Muna Al-Khaifi, Lead of Breast Cancer Survivorship Program and GP Oncologist at the Mount Sinai Hospital (Toronto), Sinai Health presents this article on rethinking cancer survivorship through a chronic disease model of care. This piece explores why survivorship should extend beyond recurrence surveillance alone and highlights the need for proactive, longitudinal, multidisciplinary, and patient-centered approaches that address the long-term physical, psychological, functional, and social consequences of cancer and its treatment.
Rethinking Survivorship Care as a Chronic Disease Model of Care
When a patient is diagnosed with diabetes, clinicians do not simply ask one question at every follow-up visit:
‘Has the disease progressed?’
Instead, diabetes care is approached using a chronic disease model of care. Management includes prevention, long-term monitoring, lifestyle counseling, mental health support, cardiovascular risk reduction, screening for complications, patient education, multidisciplinary collaboration, and continuous follow-up over time.

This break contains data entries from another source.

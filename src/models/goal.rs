// SPDX-License-Identifier: MIT
// Copyright 2026 The study-tracker authors

//! Exam goal model.

use chrono::NaiveDate;
use serde::{Deserialize, Serialize};

/// The single active exam target of a user.
///
/// Stored at: `goals/{user_id}`. Both minute figures come from
/// [`crate::services::planner::compute_goal`] and are always written together.
#[derive(Debug, Clone, Copy, Serialize, Deserialize, PartialEq, Eq)]
pub struct Goal {
    /// Owner (also used as document ID)
    pub user_id: u64,
    pub exam_date: NaiveDate,
    pub total_required_minutes: u64,
    pub recommended_daily_minutes: u64,
}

Importantly, diabetes care is proactive rather than reactive. Clinicians do not wait for severe complications to develop before addressing prevention, symptom management, emotional wellbeing, or quality of life.
As such, cancer survivorship care deserves the same comprehensive and longitudinal approach. Survivorship should not be viewed merely as the absence of recurrence, but as an ongoing phase of health that requires proactive, multidisciplinary, and patient-centered care.
Today, more than 50 million people worldwide are living with and beyond cancer, and over 35 million new cancer cases are projected annually by 2050. At the same time, advances in screening, surgery, systemic therapies, immunotherapy, radiation therapy, and supportive care have significantly improved outcomes across many malignancies, with 5-year survival rates now approaching 65-70% in many regions. This represents one of the greatest achievements in modern oncology.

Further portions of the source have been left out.